_EXERCISE DIRECTIONS_
Every entry below must be transcribed exactly, with no line missing.

Stored data entries
//! Error types for media operations.

use thiserror::Error;

/// Result type for media operations.
pub type MediaResult<T> = Result<T, MediaError>;

/// Errors that can occur while running the external tooling.
#[derive(Debug, Error)]
pub enum MediaError {
    #[error("FFmpeg not found in PATH")]
    FfmpegNotFound,

    #[error("FFprobe not found in PATH")]
    FfprobeNotFound,

    /// The process could not be launched at all; distinct from a non-zero exit.
    #[error("failed to start process: {0}")]
    SpawnFailed(std::io::Error),

    #[error("FFmpeg exited with code {exit_code:?}: {stderr}")]
    FfmpegFailed {
        exit_code: Option<i32>,
        stderr: String,
    },

    #[error("FFprobe failed: {0}")]
    FfprobeFailed(String),

    #[error("operation cancelled")]
    Cancelled,

    #[error("operation timed out after {0} seconds")]
    Timeout(u64),

    #[error("IO error: {0}")]
    Io(#[from] std::io::Error),

    #[error("JSON parse error: {0}")]
    JsonParse(#[from] serde_json::Error),
}

impl MediaError {
    /// Create an FFmpeg failure error from an exit status and stderr tail.
    pub fn ffmpeg_failed(exit_code: Option<i32>, stderr: impl Into<String>) -> Self {
        Self::FfmpegFailed {
            exit_code,
            stderr: stderr.into(),
        }
    }
}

_SOLUTION TO THIS TASK_
//! Error types for media operations.

use thiserror::Error;

/// Result type for media operations.
pub type MediaResult<T> = Result<T, MediaError>;

/// Errors that can occur while running the external tooling.
#[derive(Debug, Error)]
pub enum MediaError {
    #[error("FFmpeg not found in PATH")]
    FfmpegNotFound,

    #[error("FFprobe not found in PATH")]
    FfprobeNotFound,

    /// The process could not be launched at all; distinct from a non-zero exit.
    #[error("failed to start process: {0}")]
    SpawnFailed(std::io::Error),

    #[error("FFmpeg exited with code {exit_code:?}: {stderr}")]
    FfmpegFailed {
        exit_code: Option<i32>,
        stderr: String,
    },

    #[error("FFprobe failed: {0}")]
    FfprobeFailed(String),

    #[error("operation cancelled")]
    Cancelled,

    #[error("operation timed out after {0} seconds")]
    Timeout(u64),

    #[error("IO error: {0}")]
    Io(#[from] std::io::Error),

    #[error("JSON parse error: {0}")]
    JsonParse(#[from] serde_json::Error),
}

impl MediaError {
    /// Create an FFmpeg failure error from an exit status and stderr tail.
    pub fn ffmpeg_failed(exit_code: Option<i32>, stderr: impl Into<String>) -> Self {
        Self::FfmpegFailed {
            exit_code,
            stderr: stderr.into(),
        }
    }
}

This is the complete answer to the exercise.